A space elevator is an elevator that connects a planet's surface with space. It is also called a geosynchronous orbital tether or a beanstalk (in reference to the fable Jack and the Beanstalk). It is a variety of skyhook.
The concept of the space elevator first appeared in 1895 when a Russian scientist named Konstantin Tsiolkovsky was inspired by the Eiffel Tower in Paris to consider a tower that reached all the way into space. He imagined placing a "celestial castle" at the end of a spindle-shaped cable, with the "castle" orbiting Earth in a geosynchronous orbit (i.e. the castle would remain over the same spot on Earth's surface). The tower would be built from the ground up to an altitude of 35,800 kilometers (geostationary orbit). Comments from Nikola Tesla are suggestive that he may have also conceived such a tower. His notes were sent behind the Iron Curtain after his death.
Tsiolkovsky's tower would be the able to launch objects into orbit without a rocket. Since the elevator would attain orbit velocity as it rode up the cable, an object released at the tower's top would also have the orbital velocity necessary to remain in geosynchronous orbit.
Building from the ground up, however, proved an impossible task; there was no material in existence anywhere with enough compressive strength to support its own weight under such conditions. It took until 1957 for another Russian scientist, Yuri N. Artsutanov, to conceive of a more feasible scheme for building a space tower. Artsutanov suggested using a geosynchronous satellite as the base from which to build the tower. By using a counterweight, a cable would be lowered from geosynchronous orbit to the surface of Earth while the counterweight was extended from the satellite away from Earth, keeping the center of mass of the cable motionless relative to Earth. Artsutanov published his idea in the sunday supplement of Komsomolskaya Pravda (Young Communist Pravda) in 1960.
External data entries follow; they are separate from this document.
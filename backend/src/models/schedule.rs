use serde::{Deserialize, Serialize};
use time::Date;
use uuid::Uuid;
use validator::Validate;

/// Work pattern discriminant as supplied by the employee store.
#[derive(Debug, Clone, Copy, Serialize, Deserialize, PartialEq, Eq)]
#[serde(rename_all = "snake_case")]
pub enum ScheduleType {
    #[serde(alias = "5/2")]
    FixedWeekly,
    #[serde(alias = "2/2")]
    TwoOnTwoOff,
    #[serde(alias = "1/3")]
    OneOnThreeOff,
    Flexible,
}

#[derive(Debug, Clone, Copy, Default, Serialize, Deserialize, PartialEq, Eq)]
#[serde(rename_all = "snake_case")]
pub enum ScheduleMode {
    #[default]
    #[serde(alias = "D")]
    SameDay,
    #[serde(alias = "D+")]
    Overnight,
}

/// Per-employee schedule policy in its stored (flat) form.
///
/// Times are local clock strings; they are parsed and cross-checked when the
/// config is turned into a [`crate::schedule::WorkSchedule`].
#[derive(Debug, Clone, Serialize, Deserialize, PartialEq)]
pub struct WorkScheduleConfig {
    #[serde(rename = "type")]
    pub schedule_type: ScheduleType,
    #[serde(default)]
    pub mode: ScheduleMode,
    pub start_time: String,
    pub end_time: String,
    #[serde(default)]
    pub work_days: Vec<u8>,
    pub shift_duration_hours: Option<f64>,
    pub early_arrival_tolerance_minutes: Option<u32>,
    pub late_arrival_tolerance_minutes: Option<u32>,
    /// Reference date for rotating and anchored complex cycles.
    pub anchor_date: Option<Date>,
    #[serde(default)]
    pub is_complex: bool,
    pub complex_schedule: Option<ComplexScheduleConfig>,
}

#[derive(Debug, Clone, Serialize, Deserialize, PartialEq)]
pub struct ComplexScheduleConfig {
    pub id: Option<u32>,
    #[serde(default)]
    pub name: String,
    /// `[early, late]` arrival tolerance, overriding the top-level values.
    pub arrival_tolerance_minutes: Option<[u32; 2]>,
    pub blocks: Vec<ScheduleBlockConfig>,
}

/// Rostered work days followed by consecutive days off.
#[derive(Debug, Clone, Serialize, Deserialize, PartialEq)]
pub struct ScheduleBlockConfig {
    pub work_days: Vec<WorkDayConfig>,
    #[serde(default)]
    pub off_days: u32,
}

#[derive(Debug, Clone, Serialize, Deserialize, PartialEq)]
pub struct WorkDayConfig {
    pub start_time: String,
    pub end_time: String,
    #[serde(default)]
    pub overnight: bool,
    pub work_hours: f64,
    #[serde(default)]
    pub breaks: Vec<BreakConfig>,
    /// Breaks falling on the calendar day after the shift date.
    #[serde(default)]
    pub overnight_breaks: Vec<BreakConfig>,
}

#[derive(Debug, Clone, Serialize, Deserialize, PartialEq)]
pub struct BreakConfig {
    pub name: String,
    pub start: String,
    pub end: String,
}

/// A break period with absolute instants (epoch seconds).
#[derive(Debug, Clone, Serialize, Deserialize, PartialEq, Eq)]
pub struct Break {
    pub name: String,
    pub start: i64,
    pub end: i64,
    #[serde(default, skip_serializing_if = "Option::is_none")]
    pub fact_start: Option<i64>,
    #[serde(default, skip_serializing_if = "Option::is_none")]
    pub fact_end: Option<i64>,
}

impl Break {
    pub fn planned(name: impl Into<String>, start: i64, end: i64) -> Self {
        Self {
            name: name.into(),
            start,
            end,
            fact_start: None,
            fact_end: None,
        }
    }
}

/// Fields filled in after the day is worked, by reconciliation outside the engine.
#[derive(Debug, Clone, Default, Serialize, Deserialize, PartialEq)]
pub struct Reconciliation {
    pub fact_hours: f64,
    pub is_late_arrival: bool,
    pub is_early_departure: bool,
    pub late_arrival_minutes: u32,
    pub early_arrival_minutes: u32,
    pub early_departure_minutes: u32,
}

/// One generated calendar day for one employee.
#[derive(Debug, Clone, Serialize, Deserialize, PartialEq)]
pub struct ScheduleDay {
    pub employee_id: Uuid,
    pub company_id: Uuid,
    pub date: Date,
    pub year: i32,
    pub month: String,
    pub day_of_week: String,
    pub is_work_day: bool,
    pub is_holiday: bool,
    pub overnight: bool,
    pub unix_start: i64,
    pub unix_end: i64,
    pub plan_hours: f64,
    pub day_breaks: Vec<Break>,
    pub overnight_breaks: Vec<Break>,
    #[serde(default, skip_serializing_if = "Option::is_none")]
    pub reconciliation: Option<Reconciliation>,
}

impl ScheduleDay {
    /// A zeroed non-working record (day off or holiday).
    pub fn off(employee_id: Uuid, company_id: Uuid, date: Date, is_holiday: bool) -> Self {
        Self {
            employee_id,
            company_id,
            date,
            year: date.year(),
            month: date.month().to_string(),
            day_of_week: date.weekday().to_string(),
            is_work_day: false,
            is_holiday,
            overnight: false,
            unix_start: 0,
            unix_end: 0,
            plan_hours: 0.0,
            day_breaks: Vec::new(),
            overnight_breaks: Vec::new(),
            reconciliation: None,
        }
    }

    pub fn shift_seconds(&self) -> i64 {
        self.unix_end - self.unix_start
    }
}

/// Totals reported back after a month is generated.
#[derive(Debug, Clone, Default, Serialize, Deserialize, PartialEq)]
pub struct MonthSummary {
    pub work_days: u32,
    pub holidays: u32,
    pub planned_hours: f64,
    pub scheduled_hours: f64,
}

#[derive(Debug, Clone, Serialize)]
pub struct GeneratedSchedule {
    pub employee_id: Uuid,
    pub year: i32,
    pub month: u8,
    pub summary: MonthSummary,
    pub days: Vec<ScheduleDay>,
}

#[derive(Debug, Deserialize, Validate)]
pub struct GenerateScheduleRequest {
    #[validate(range(min = 1970, max = 9999))]
    pub year: i32,
    #[validate(range(min = 1, max = 12))]
    pub month: u8,
}

/// Outcome of one employee in a bulk generation run.
#[derive(Debug, Clone, Serialize)]
pub struct GenerationOutcome {
    pub employee_id: Uuid,
    pub committed: bool,
    #[serde(skip_serializing_if = "Option::is_none")]
    pub summary: Option<MonthSummary>,
    #[serde(skip_serializing_if = "Option::is_none")]
    pub error: Option<String>,
}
Making a cable over 35,000 kilometers long is a difficult task. In 1966, four American engineers decided to determine what type of material would be required to build a space tower, assuming it would be a straight cable with no variations in its cross section. They found that the strength required would be twice that of any existing material including graphite, quartz and diamond.
In 1975 another American scientist, Jerome Pearson, designed a tapered cross section that would be better suited to building the tower. The completed cable would be thickest at its center of mass, where the tension was greatest, and would narrow to its thinnest at the tips to reduce the amount of weight that the middle would have to bear. He suggested using a counterweight that would be slowly extended out to 144,000 kilometers (almost half the distance to the Moon) as the lower section of the tower was built. Without a large counterweight, the upper portion of the tower would have to be longer than the lower due to the way gravitational and centrifugal forces change with distance from Earth. His analysis included disturbances such as the gravitation of the Moon, wind and moving payloads up and down the cable. The weight of the material needed to build the tower would have required thousands of Space Shuttle trips, although part of the material could be transported up the tower when a minimum strength strand reached the ground or be manufactured in space from asteroidal or lunar ore.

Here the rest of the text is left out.